EmoVoice has been recently integrated as toolbox into the Social Signal Interpration (SSI)
framework which is also from the Lab for Multimedia Concepts and Applications.
In combination with SSI, EmoVoice includes the following modules:
- database creation
- feature extraction + classifier building and testing
- online recognition
ModelUI, the graphical user interface of SSI, supports the creation of an emotional speech database. Stimuli to elicit emotions can be provided by the interface, for example by reading a set of emotional sentences. We have defined a set of sentences that is loosely based on the Velten mood induction technique  which should facilitate the real experience of the emotions. However, the sentences can also be personalised so as to help the reader to better immerse into emotional states. This procedure reduces the effort of building a prototypical personalised emotion recogniser to just a few minutes.
Of course, also already available emotional speech databases can be used with EmoVoice.
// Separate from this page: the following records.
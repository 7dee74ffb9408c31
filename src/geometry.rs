//! Planar polyomino transformations.
//!
//! A square has 8 symmetries (the dihedral group D4): 4 rotations of the
//! base shape and 4 rotations of its mirror image.

use rustc_hash::FxHashSet;

/// A lattice cell as `(x, y)`; `y` grows downwards, matching glyph rows.
pub type Cell = (i32, i32);

/// All 8 symmetries of the square, in enumeration order.
///
/// - Transforms 0-3: rotations by 0, 90, 180 and 270 degrees
/// - Transforms 4-7: the x-mirrored base, then rotated the same way
///
/// A single rotation step is `(x, y) -> (y, -x)`; the mirror is
/// `(x, y) -> (-x, y)`. Each entry is the composition applied in one go,
/// which agrees with stepwise application up to translation.
pub const TRANSFORMS: [fn(Cell) -> Cell; 8] = [
    |(x, y)| (x, y),
    |(x, y)| (y, -x),
    |(x, y)| (-x, -y),
    |(x, y)| (-y, x),
    |(x, y)| (-x, y),
    |(x, y)| (y, x),
    |(x, y)| (x, -y),
    |(x, y)| (-y, -x),
];

/// A set of cells in canonical form.
///
/// Canonical means translated so the minimum x and y are zero, with cells
/// sorted by `(y, x)`. Equality of canonical forms is polyomino equality.
#[derive(Debug, Clone, PartialEq, Eq, Hash)]
pub struct Polyomino {
    cells: Vec<Cell>,
    width: usize,
    height: usize,
}

impl Polyomino {
    /// Builds the canonical form of an arbitrary cell set.
    ///
    /// Duplicate cells collapse into one.
    pub fn new(cells: Vec<Cell>) -> Self {
        let min_x = cells.iter().map(|&(x, _)| x).min().unwrap_or(0);
        let min_y = cells.iter().map(|&(_, y)| y).min().unwrap_or(0);
        let max_x = cells.iter().map(|&(x, _)| x).max().unwrap_or(-1);
        let max_y = cells.iter().map(|&(_, y)| y).max().unwrap_or(-1);

        let mut cells: Vec<Cell> = cells
            .into_iter()
            .map(|(x, y)| (x - min_x, y - min_y))
            .collect();
        cells.sort_unstable_by_key(|&(x, y)| (y, x));
        cells.dedup();

        Self {
            cells,
            width: (max_x - min_x + 1).max(0) as usize,
            height: (max_y - min_y + 1).max(0) as usize,
        }
    }

    pub fn cells(&self) -> &[Cell] {
        &self.cells
    }

    /// Bounding-box width.
    pub fn width(&self) -> usize {
        self.width
    }

    /// Bounding-box height.
    pub fn height(&self) -> usize {
        self.height
    }

    pub fn area(&self) -> usize {
        self.cells.len()
    }

    pub fn is_empty(&self) -> bool {
        self.cells.is_empty()
    }

    /// Applies one symmetry and renormalises.
    pub fn transform(&self, transform: fn(Cell) -> Cell) -> Self {
        Self::new(self.cells.iter().map(|&cell| transform(cell)).collect())
    }

    /// Quarter turn, `(x, y) -> (y, -x)`.
    pub fn rot90(&self) -> Self {
        self.transform(TRANSFORMS[1])
    }

    /// Mirror across the vertical axis, `(x, y) -> (-x, y)`.
    pub fn flip_x(&self) -> Self {
        self.transform(TRANSFORMS[4])
    }

    /// Generates all distinct orientations of this polyomino.
    ///
    /// Applies the 8 symmetries in `TRANSFORMS` order and keeps the first
    /// occurrence of each canonical form, so the result is stable across
    /// runs and always starts with the base itself. Symmetric shapes give
    /// 1, 2 or 4 members instead of 8.
    pub fn orientations(&self) -> Vec<Polyomino> {
        let mut seen: FxHashSet<Polyomino> = FxHashSet::default();
        let mut orientations = Vec::with_capacity(TRANSFORMS.len());

        for transform in TRANSFORMS {
            let candidate = self.transform(transform);
            if seen.insert(candidate.clone()) {
                orientations.push(candidate);
            }
        }

        orientations
    }

    /// Counts cells on each checkerboard colour as `(black, white)`.
    ///
    /// A cell is black when `x + y` is even, so `(0, 0)` is black.
    pub fn colour_counts(&self) -> (usize, usize) {
        let black = self
            .cells
            .iter()
            .filter(|&&(x, y)| (x + y).rem_euclid(2) == 0)
            .count();
        (black, self.cells.len() - black)
    }
}
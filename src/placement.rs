//! Enumeration of every in-bounds placement of a shape on a board.

use std::collections::TryReserveError;

use crate::grid::{cell_index, set_bit, MAX_BOARD_WORDS};
use crate::pieces::Shape;

/// Placement masks of one shape, stored back to back.
///
/// Mask `i` occupies `data[i * words..(i + 1) * words]`. Order is
/// (orientation, y0, x0); the search relies on it being fixed.
#[derive(Debug, Clone, Default, PartialEq, Eq)]
pub struct PlacementList {
    words: usize,
    data: Vec<u64>,
}

impl PlacementList {
    /// Builds all placements of `shape` on a `width` x `height` board.
    ///
    /// Orientations whose bounding box exceeds the board are skipped, so a
    /// shape that fits in no orientation yields an empty list.
    pub fn build(
        shape: &Shape,
        width: usize,
        height: usize,
        words: usize,
    ) -> Result<Self, TryReserveError> {
        debug_assert!(words <= MAX_BOARD_WORDS);
        let mut list = Self {
            words,
            data: Vec::new(),
        };
        let mut scratch = [0u64; MAX_BOARD_WORDS];
        let scratch = &mut scratch[..words];

        for orientation in &shape.orientations {
            if orientation.width() > width || orientation.height() > height {
                continue;
            }

            for y0 in 0..=height - orientation.height() {
                for x0 in 0..=width - orientation.width() {
                    scratch.fill(0);
                    for &(x, y) in orientation.cells() {
                        set_bit(scratch, cell_index(width, x0 + x as usize, y0 + y as usize));
                    }
                    list.push(scratch)?;
                }
            }
        }

        Ok(list)
    }

    fn push(&mut self, mask: &[u64]) -> Result<(), TryReserveError> {
        self.data.try_reserve(mask.len())?;
        self.data.extend_from_slice(mask);
        Ok(())
    }

    /// Number of placements.
    pub fn len(&self) -> usize {
        if self.words == 0 {
            0
        } else {
            self.data.len() / self.words
        }
    }

    pub fn is_empty(&self) -> bool {
        self.len() == 0
    }

    /// Mask of placement `index`.
    #[inline(always)]
    pub fn mask(&self, index: usize) -> &[u64] {
        &self.data[index * self.words..(index + 1) * self.words]
    }

    pub fn iter(&self) -> impl Iterator<Item = &[u64]> {
        self.data.chunks_exact(self.words.max(1))
    }
}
Feature extraction + classifier building
The phonetic analysis largely uses algorithms from the Praat
phonetic software and the ESMERALDA
environment for speech recognition. Features are based on global statistics derived from pitch, energy, MFCCs, duration, voice quality and spectral information.
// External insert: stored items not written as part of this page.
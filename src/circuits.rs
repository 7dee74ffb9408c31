//! Shortest-first wiring of 3D junction boxes (Kruskal over all pairs).
//!
//! Every pair of points is an edge weighted by squared Euclidean distance.
//! Edges are consumed in ascending `(dist2, a, b)` order by a size-weighted
//! union-find with path compression.

use std::io::BufRead;

use tracing::{debug, info};

use crate::error::{CapacityError, ParseError, Result};

/// Maximum number of points in one input.
pub const MAX_POINTS: usize = 4096;

/// Edges consumed for the circuit-size answer unless configured otherwise.
pub const DEFAULT_CONNECTIONS: usize = 1000;

#[derive(Debug, Clone, Copy, PartialEq, Eq)]
pub struct Point {
    pub x: i64,
    pub y: i64,
    pub z: i64,
}

impl Point {
    /// Parses an `<x>,<y>,<z>` line.
    pub fn parse(line: usize, text: &str) -> Result<Self, ParseError> {
        let bad = || ParseError::BadPoint {
            line,
            text: text.to_string(),
        };
        let mut values = text.split(',').map(|value| value.trim().parse::<i64>());
        let (Some(Ok(x)), Some(Ok(y)), Some(Ok(z)), None) =
            (values.next(), values.next(), values.next(), values.next())
        else {
            return Err(bad());
        };
        Ok(Self { x, y, z })
    }

    /// Squared Euclidean distance, saturating instead of wrapping.
    pub fn distance2(&self, other: &Point) -> u64 {
        let dx = self.x.abs_diff(other.x);
        let dy = self.y.abs_diff(other.y);
        let dz = self.z.abs_diff(other.z);
        dx.saturating_mul(dx)
            .saturating_add(dy.saturating_mul(dy))
            .saturating_add(dz.saturating_mul(dz))
    }
}

/// A pair of point indices with `a < b`.
///
/// Field order makes the derived ordering `(dist2, a, b)`.
#[derive(Debug, Clone, Copy, PartialEq, Eq, PartialOrd, Ord)]
pub struct Edge {
    pub dist2: u64,
    pub a: usize,
    pub b: usize,
}

/// Parses points held in memory, skipping blank lines.
pub fn parse_points(input: &str) -> Result<Vec<Point>> {
    collect_points(input.lines().map(|line| Ok(line.to_string())))
}

/// Parses points from a line reader, skipping blank lines.
pub fn read_points(input: impl BufRead) -> Result<Vec<Point>> {
    collect_points(input.lines())
}

fn collect_points(lines: impl Iterator<Item = std::io::Result<String>>) -> Result<Vec<Point>> {
    let mut points = Vec::new();
    for (index, line) in lines.enumerate() {
        let line = line?;
        if line.trim().is_empty() {
            continue;
        }
        if points.len() >= MAX_POINTS {
            return Err(CapacityError::TooManyPoints { max: MAX_POINTS }.into());
        }
        points.push(Point::parse(index + 1, &line)?);
    }
    Ok(points)
}

/// All `n * (n - 1) / 2` edges in ascending `(dist2, a, b)` order.
pub fn sorted_edges(points: &[Point]) -> Vec<Edge> {
    let n = points.len();
    let mut edges = Vec::with_capacity(n * n.saturating_sub(1) / 2);
    for (a, p) in points.iter().enumerate() {
        for (b, q) in points.iter().enumerate().skip(a + 1) {
            edges.push(Edge {
                dist2: p.distance2(q),
                a,
                b,
            });
        }
    }
    // the ordering is total, so an unstable sort is still deterministic
    edges.sort_unstable();
    edges
}

/// Disjoint sets with union by size and path compression.
#[derive(Debug, Clone)]
pub struct UnionFind {
    parent: Vec<usize>,
    size: Vec<usize>,
    components: usize,
}

impl UnionFind {
    /// `n` singleton sets.
    pub fn new(n: usize) -> Self {
        Self {
            parent: (0..n).collect(),
            size: vec![1; n],
            components: n,
        }
    }

    /// Root of `x`'s set; every node on the path is re-pointed at the root.
    pub fn find(&mut self, x: usize) -> usize {
        let mut root = x;
        while self.parent[root] != root {
            root = self.parent[root];
        }
        let mut node = x;
        while self.parent[node] != root {
            let next = self.parent[node];
            self.parent[node] = root;
            node = next;
        }
        root
    }

    /// Merges the sets of `a` and `b`; `false` if they were already one.
    pub fn union(&mut self, a: usize, b: usize) -> bool {
        let mut big = self.find(a);
        let mut small = self.find(b);
        if big == small {
            return false;
        }
        if self.size[big] < self.size[small] {
            std::mem::swap(&mut big, &mut small);
        }
        self.parent[small] = big;
        self.size[big] += self.size[small];
        self.components -= 1;
        true
    }

    /// Size of the set containing `x`.
    pub fn size_of(&mut self, x: usize) -> usize {
        let root = self.find(x);
        self.size[root]
    }

    pub fn components(&self) -> usize {
        self.components
    }

    /// Sizes of all sets, one per root, in root order.
    pub fn component_sizes(&self) -> impl Iterator<Item = usize> + '_ {
        self.parent
            .iter()
            .enumerate()
            .filter(|&(node, &parent)| node == parent)
            .map(|(root, _)| self.size[root])
    }
}

/// Unions the endpoints of the first `connections` edges.
pub fn connect_shortest(edges: &[Edge], circuits: &mut UnionFind, connections: usize) {
    for edge in edges.iter().take(connections) {
        circuits.union(edge.a, edge.b);
    }
}

/// Consumes edges until one set remains and returns the edge that merged
/// the last two sets, or `None` if the edges never connect everything.
pub fn connect_all(edges: &[Edge], circuits: &mut UnionFind) -> Option<Edge> {
    if circuits.components() <= 1 {
        return None;
    }
    for edge in edges {
        if circuits.union(edge.a, edge.b) && circuits.components() == 1 {
            return Some(*edge);
        }
    }
    None
}

/// Product of the three largest circuit sizes after `connections` edges.
///
/// With fewer than three circuits the product is 0.
pub fn largest_circuits_product(edges: &[Edge], n: usize, connections: usize) -> u64 {
    let mut circuits = UnionFind::new(n);
    connect_shortest(edges, &mut circuits, connections);

    let mut sizes: Vec<usize> = circuits.component_sizes().collect();
    sizes.sort_unstable_by(|a, b| b.cmp(a));
    debug!(
        circuits = sizes.len(),
        largest = ?sizes.iter().take(3).collect::<Vec<_>>(),
        "circuits after shortest connections"
    );
    match sizes.as_slice() {
        [a, b, c, ..] => *a as u64 * *b as u64 * *c as u64,
        _ => 0,
    }
}

/// Product of the x-coordinates joined by the final spanning-tree edge.
pub fn final_connection_product(points: &[Point], edges: &[Edge]) -> u64 {
    let mut circuits = UnionFind::new(points.len());
    let Some(edge) = connect_all(edges, &mut circuits) else {
        return 0;
    };
    debug!(a = edge.a, b = edge.b, dist2 = edge.dist2, "final connection");
    points[edge.a].x.wrapping_mul(points[edge.b].x) as u64
}

/// Both answers for one set of junction boxes.
#[derive(Debug, Clone, Copy, PartialEq, Eq)]
pub struct Answers {
    pub part1: u64,
    pub part2: u64,
}

/// Builds the edge list once and answers both questions.
pub fn solve(points: &[Point], connections: usize) -> Result<Answers> {
    if points.len() < 2 {
        return Err(ParseError::TooFewPoints(points.len()).into());
    }
    let edges = sorted_edges(points);
    info!(points = points.len(), edges = edges.len(), "edge list sorted");

    Ok(Answers {
        part1: largest_circuits_product(&edges, points.len(), connections),
        part2: final_connection_product(points, &edges),
    })
}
Currently, two classifiers are integrated into the framework: Naive Bayes as a fast but simple classifier, and Support Vector Machines as a more sophisticated classifier.
Online recognition works as a command line application that outputs to the command line or over a socket using the Open Sound Control (OSC) protocol. The tool reads constantly from the microphone and extracts suitable voice segments by voice activity detection. After feature extraction, each segment is directly assigned an emotion label with the help of a previously trained classifier.
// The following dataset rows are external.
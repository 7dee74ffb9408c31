//! Polyomino Packing and Circuit Wiring
//!
//! Reads puzzle input from stdin and prints the answers on stdout.
//! Diagnostics go to stderr; any malformed input exits non-zero.

use std::io::{self, BufRead, Write};
use std::process::ExitCode;

use clap::{Args, Parser, Subcommand};
use tracing::Level;

use polypack::circuits::{self, DEFAULT_CONNECTIONS};
use polypack::{count_tileable, solve_region, Fill, Puzzle, Result, SolverOptions};

/// Solves polyomino region tilings and junction-box wiring puzzles.
#[derive(Parser)]
#[command(name = "polypack")]
#[command(author, version, about, long_about = None)]
struct Cli {
    /// Increase log detail on stderr (-v info, -vv debug, -vvv trace).
    #[arg(short, long, action = clap::ArgAction::Count, global = true)]
    verbose: u8,
    /// Disable all logging.
    #[arg(short, long, global = true, conflicts_with = "verbose")]
    quiet: bool,
    #[command(subcommand)]
    command: Command,
}

#[derive(Subcommand)]
enum Command {
    /// Count the regions that can be tiled by their demanded shapes.
    Regions(RegionsArgs),
    /// Wire junction boxes shortest-first and report both answers.
    Circuits(CircuitsArgs),
}

#[derive(Args, Debug, Default)]
struct RegionsArgs {
    /// Print a tiling of every tileable region before the count.
    #[arg(long)]
    render: bool,
    /// Allow uncovered cells; pieces only have to fit.
    #[arg(long)]
    pack: bool,
    /// Skip the checkerboard parity bound.
    #[arg(long)]
    no_parity: bool,
    /// Solve repeated regions again instead of reusing the verdict.
    #[arg(long)]
    no_cache: bool,
}

impl RegionsArgs {
    fn options(&self) -> SolverOptions {
        SolverOptions {
            fill: if self.pack { Fill::Pack } else { Fill::Exact },
            parity_prune: !self.no_parity,
            memoize: !self.no_cache,
        }
    }
}

#[derive(Args, Debug)]
struct CircuitsArgs {
    /// Number of shortest connections made for the circuit-size answer.
    #[arg(long, default_value_t = DEFAULT_CONNECTIONS)]
    connections: usize,
}

fn main() -> ExitCode {
    let cli = Cli::parse();
    init_logging(cli.verbose, cli.quiet);

    let stdin = io::stdin().lock();
    let mut stdout = io::stdout().lock();

    let outcome = match &cli.command {
        Command::Regions(args) => run_regions(stdin, &mut stdout, args),
        Command::Circuits(args) => run_circuits(stdin, &mut stdout, args),
    };

    match outcome.and_then(|()| stdout.flush().map_err(Into::into)) {
        Ok(()) => ExitCode::SUCCESS,
        Err(e) => {
            report(&e);
            ExitCode::FAILURE
        }
    }
}

/// Installs a stderr subscriber at the level picked by `-v`/`-q`.
fn init_logging(verbose: u8, quiet: bool) {
    if quiet {
        return;
    }
    let level = match verbose {
        0 => Level::WARN,
        1 => Level::INFO,
        2 => Level::DEBUG,
        _ => Level::TRACE,
    };
    tracing_subscriber::fmt()
        .with_max_level(level)
        .with_target(false)
        .with_writer(io::stderr)
        .init();
}

/// Prints an error and its whole source chain on one line.
fn report(error: &dyn std::error::Error) {
    let mut message = error.to_string();
    let mut source = error.source();
    while let Some(cause) = source {
        message.push_str(": ");
        message.push_str(&cause.to_string());
        source = cause.source();
    }
    eprintln!("error: {message}");
}

/// Solves every region and writes the tileable count.
fn run_regions(input: impl BufRead, out: &mut impl Write, args: &RegionsArgs) -> Result<()> {
    let puzzle = Puzzle::from_reader(input)?;
    let options = args.options();

    if !args.render {
        writeln!(out, "{}", count_tileable(&puzzle, &options)?)?;
        return Ok(());
    }

    let mut tileable = 0;
    for (index, region) in puzzle.regions.iter().enumerate() {
        if let Some(tiling) = solve_region(&puzzle.shapes, region, &options)? {
            writeln!(out, "{index}: {}x{}", region.width, region.height)?;
            write!(out, "{}", tiling.render())?;
            tileable += 1;
        }
    }
    writeln!(out, "{tileable}")?;
    Ok(())
}

/// Answers both wiring questions.
fn run_circuits(input: impl BufRead, out: &mut impl Write, args: &CircuitsArgs) -> Result<()> {
    let points = circuits::read_points(input)?;
    let answers = circuits::solve(&points, args.connections)?;
    writeln!(out, "Part1: {}", answers.part1)?;
    writeln!(out, "Part2: {}", answers.part2)?;
    Ok(())
}

#[cfg(test)]
mod tests {
    use super::*;

    const SHAPES: &str = "\
0:
##

1:
#

2x2: 2 0
3x1: 1 1
2x2: 1 0
";

    fn regions_output(input: &str, args: &RegionsArgs) -> Result<String> {
        let mut out = Vec::new();
        run_regions(input.as_bytes(), &mut out, args)?;
        Ok(String::from_utf8(out).unwrap())
    }

    #[test]
    fn test_regions_prints_count_only() {
        let output = regions_output(SHAPES, &RegionsArgs::default()).unwrap();
        assert_eq!(output, "2\n");
    }

    #[test]
    fn test_regions_render_snapshot() {
        let args = RegionsArgs {
            render: true,
            ..RegionsArgs::default()
        };
        let output = regions_output(SHAPES, &args).unwrap();
        insta::assert_snapshot!(output, @r"
        0: 2x2
        AA
        BB
        1: 3x1
        AAB
        2
        ");
    }

    #[test]
    fn test_regions_pack_mode() {
        let args = RegionsArgs {
            pack: true,
            ..RegionsArgs::default()
        };
        assert_eq!(regions_output(SHAPES, &args).unwrap(), "3\n");
    }

    #[test]
    fn test_regions_reports_bad_input() {
        let err = regions_output("0:\n#?\n", &RegionsArgs::default()).unwrap_err();
        let mut message = String::new();
        let mut source: Option<&dyn std::error::Error> = Some(&err);
        while let Some(cause) = source {
            message.push_str(&cause.to_string());
            message.push('|');
            source = cause.source();
        }
        assert_eq!(
            message,
            "could not parse input|line 2: invalid glyph character '?' in '#?'|"
        );
    }

    #[test]
    fn test_circuits_output() {
        let input = "\
162,817,812
57,618,57
906,360,560
592,479,940
352,342,300
466,668,158
542,29,236
431,825,988
739,650,466
52,470,668
216,146,977
819,987,18
117,168,530
805,96,715
346,949,466
970,615,88
941,993,340
862,61,35
984,92,344
425,690,689
";
        let mut out = Vec::new();
        run_circuits(input.as_bytes(), &mut out, &CircuitsArgs { connections: 10 }).unwrap();
        insta::assert_snapshot!(String::from_utf8(out).unwrap(), @r"
        Part1: 40
        Part2: 25272
        ");
    }

    #[test]
    fn test_circuits_rejects_single_point() {
        let mut out = Vec::new();
        let args = CircuitsArgs {
            connections: DEFAULT_CONNECTIONS,
        };
        assert!(run_circuits("1,2,3\n".as_bytes(), &mut out, &args).is_err());
        assert!(out.is_empty());
    }

    #[test]
    fn test_cli_parses_subcommands() {
        let cli = Cli::try_parse_from(["polypack", "-vv", "regions", "--render", "--no-parity"])
            .unwrap();
        assert_eq!(cli.verbose, 2);
        let Command::Regions(args) = cli.command else {
            panic!("expected regions");
        };
        assert!(args.render && args.no_parity && !args.no_cache && !args.pack);

        let cli = Cli::try_parse_from(["polypack", "circuits"]).unwrap();
        let Command::Circuits(args) = cli.command else {
            panic!("expected circuits");
        };
        assert_eq!(args.connections, 1000);
    }
}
So far, we have developed a number of demo applications that use EmoVoice, and it has been used for showcases by partners in the Callas project.
Examples for these are:
- an emotional caleidoscope :
- the virtual agent Greta  as an emotionally reacting listener. Greta mirrors the emotion of the speaker with her face and gives emotionally appropriate verbal feedback:
- E-Tree , a Callas showcase, is an AR art installation of a tree growing and changing colour and shape according to multimodal input, one of them emotional valence and arousal recognised from voice:
EmoVoice is part of the SSI and available freely for download under the GNU Public Licence.
- Download free binaries here.
- The source code of EmoVoice is available as part from SSI here.
If you use EmoVoice for your own projects or publications, please cite the following papers:
T. Vogt, E. André and N. Bee, "EmoVoice - A framework for online recognition of emotions from voice," in Proceedings of Workshop on Perception and Interactive Technologies for Speech-Based Systems, 2008.
J. Wagner, F. Lingenfelser, and E. Andre, The Social Signal Interpretation Framework (SSI) for Real Time Signal Processing and Recognitions," in Proceedings of INTERSPEECH 2011, Florence, Italy, 2011.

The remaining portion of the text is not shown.